Will China surpass the US in economic output and technological leadership?
China will likely overtake US GDP by 2030, but internal cohesion and institutional management matter more than raw economic size.
Deng's patient development strategy delivered China's 1.6 million patents and $150 billion chip investment without triggering early containment. Schmidt warns that semiconductor dependency forces both powers to choose security over efficiency, making institutional cooperation harder. Ibn Khaldun identifies the deeper constraint: China's aging demographics and America's political divisions both threaten the internal cohesion that sustains external power.
The council splits on whether shared institutions can manage this transition or whether both sides will exit into parallel systems.

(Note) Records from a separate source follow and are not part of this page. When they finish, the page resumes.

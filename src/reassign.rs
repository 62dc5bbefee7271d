//! Canonical renumbering of indices.
use crate::error::FormError;
use crate::form::{Form, Monomial};
use crate::index::IndexKind;
use rustc_hash::{FxHashMap, FxHashSet};

/// Renumbers all indices of the form in order of first occurrence.
///
/// Primary indices are numbered `0..p` across the whole form, secondary and auxiliary indices
/// `0..s` and `0..b` within each monomial. Monomials are scanned in order, and each monomial in
/// the order of [`Monomial::indices`]. Fixed indices are left untouched.
pub fn reassign_indices(form: &mut Form) {
    let mut primary = FxHashMap::default();
    for monomial in form.monomials_mut() {
        let mut secondary = FxHashMap::default();
        let mut auxiliary = FxHashMap::default();
        for index in monomial.indices_mut() {
            let numbering = match index.kind() {
                IndexKind::Primary => &mut primary,
                IndexKind::Secondary => &mut secondary,
                IndexKind::Auxiliary => &mut auxiliary,
                IndexKind::Fixed => continue,
            };
            let next = numbering.len();
            let value = *numbering.entry(index.value()).or_insert(next);
            index.set_value(value);
        }
    }
}

/// Renames every occurrence of index `from` of the given kind to `to`.
///
/// Returns the number of occurrences that were renamed.
pub fn reassign_index(monomial: &mut Monomial, from: usize, to: usize, kind: IndexKind) -> usize {
    let mut renamed = 0;
    for index in monomial.indices_mut() {
        if index.is_kind(kind) && index.value() == from {
            index.set_value(to);
            renamed += 1;
        }
    }
    renamed
}

/// Turns secondary indices that are summed entirely within basis functions into auxiliary
/// indices, and renumbers the form canonically.
///
/// Such indices never meet the geometry tensor, so they are summed out when evaluating the
/// reference tensor. Returns an error if an index is not balanced.
pub fn mark_auxiliary_indices(form: &mut Form) -> Result<(), FormError> {
    for monomial in form.monomials_mut() {
        monomial.check_index_balance()?;

        let num_basis_indices = monomial.num_basis_function_indices();
        let mut in_basis: FxHashMap<usize, usize> = FxHashMap::default();
        let mut elsewhere: FxHashSet<usize> = FxHashSet::default();
        for (position, index) in monomial.indices().into_iter().enumerate() {
            if index.is_kind(IndexKind::Secondary) {
                if position < num_basis_indices {
                    *in_basis.entry(index.value()).or_default() += 1;
                } else {
                    elsewhere.insert(index.value());
                }
            }
        }

        let mut next_auxiliary = monomial
            .max_index(IndexKind::Auxiliary)
            .map_or(0, |max| max + 1);
        let mut fresh: FxHashMap<usize, usize> = FxHashMap::default();
        for index in monomial.indices_mut() {
            let value = index.value();
            let summed_in_basis = index.is_kind(IndexKind::Secondary)
                && in_basis.get(&value) == Some(&2)
                && !elsewhere.contains(&value);
            if summed_in_basis {
                let id = *fresh.entry(value).or_insert_with(|| {
                    next_auxiliary += 1;
                    next_auxiliary - 1
                });
                index.set_kind(IndexKind::Auxiliary);
                index.set_value(id);
            }
        }
    }
    reassign_indices(form);
    Ok(())
}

Confidence summary: The council shows high confidence that China will overtake US GDP but splits deeply on whether this transition can be managed peacefully through institutions or will fragment into parallel systems.
1. The core argument
China's projected GDP overtaking of America around 2030 masks a more complex power equation where internal cohesion and institutional management matter more than raw economic size. The semiconductor competition reveals the underlying dynamic: both powers are choosing security over efficiency, with China investing $150 billion in domestic chip production while America allocates $52 billion through the CHIPS Act. This parallel investment in technological independence suggests both sides are preparing for systemic competition rather than managed coexistence. The critical question is not whether China's economy will surpass America's, but whether either power can maintain the internal cohesion necessary to project that economic strength globally while building institutions capable of managing the most dangerous power transition since 1945.
2. How each member frames it
Lee Kuan Yew distinguishes between economic scale and actual power projection, drawing from Singapore's 1965 separation from Malaysia to argue that survival often requires uncomfortable choices about sovereignty. He sees China's $150 billion chip investment as state capacity demonstration but warns that TSMC's 90% market dominance shows money cannot simply purchase technological leadership. His deeper concern targets whether China's rise can avoid triggering the American containment reflex that destroyed previous challengers.
Deng Xiaoping frames this through his Four Modernisations strategy, where science ranks alongside agriculture and defence because states must fund what markets ignore. He views China's 1.6 million patents and tripled chip investment over America's as validation of patient capability accumulation. His approach accepts temporary vulnerability while building unshakeable foundations, but he faces the historical question of whether any rising power can remain patient once it achieves parity.
Helmut Schmidt recasts the issue through his November 1973 Bundestag warning that energy dependence equals sovereignty loss. Today's semiconductor dependency creates the same vulnerability structure: when TSMC controls 90% of advanced chips, every major power faces unacceptable strategic exposure. He argues that resource competition fundamentally alters the accommodation calculus, forcing both sides toward containment regardless of their initial preferences.
Albert Hirschman applies his exit-voice framework to show how the transition structure determines outcomes. When China overtakes US GDP, America faces institutional voice or systemic exit. The parallel chip investments reveal both sides choosing exit over voice, making institutional cooperation harder to sustain. His concern focuses on whether making exit too easy eliminates the pressure needed to build cooperative frameworks.
Ibn Khaldun identifies the internal cohesion challenge both powers face during their external competition. Drawing from his encounters with Timur, he argues that external conquest cannot substitute for internal social solidarity. China's demographic aging from the one-child policy and America's political polarisation both represent classic asabiyya erosion that may constrain power projection regardless of GDP rankings.
3. Where the council agrees
The transition will create dangerous instability that requires active institutional management rather than market-driven accommodation. Raw economic indicators like GDP and patent filings provide incomplete measures of geopolitical power during transitions. Both powers face the same technological dependency vulnerabilities, particularly in semiconductors, that force security-first thinking over economic efficiency. The council concurs that neither side can simply choose cooperation: structural pressures from the transition itself will push both toward more competitive stances. Most significantly, they agree that managing this transition peacefully requires new institutional frameworks since existing ones were designed when America held overwhelming dominance.
4. Where the council splits
The fundamental divide centers on whether patient development can avoid containment. Deng believes careful capability accumulation can reach critical mass before triggering American response, while Lee argues that any serious challenge will eventually provoke containment regardless of Chinese restraint. A second split emerges over institutional solutions: Hirschman and Schmidt believe shared frameworks can channel competition constructively, while Ibn Khaldun contends that internal cohesion challenges will overwhelm institutional cooperation. The deepest disagreement involves timing: whether the window for institutional accommodation remains open or whether both sides have already begun the exit into parallel systems that makes peaceful transition impossible.
5. For a policymaker to decide on
Whether to invest political capital in building shared institutions for managing technological and economic interdependence or to accept the risks of parallel economic systems and strategic competition. This choice must be made within the next two years, before the GDP crossover makes accommodation politically impossible for either side. The decision requires weighing the costs of maintaining dangerous dependencies against the risks of triggering a complete systemic split.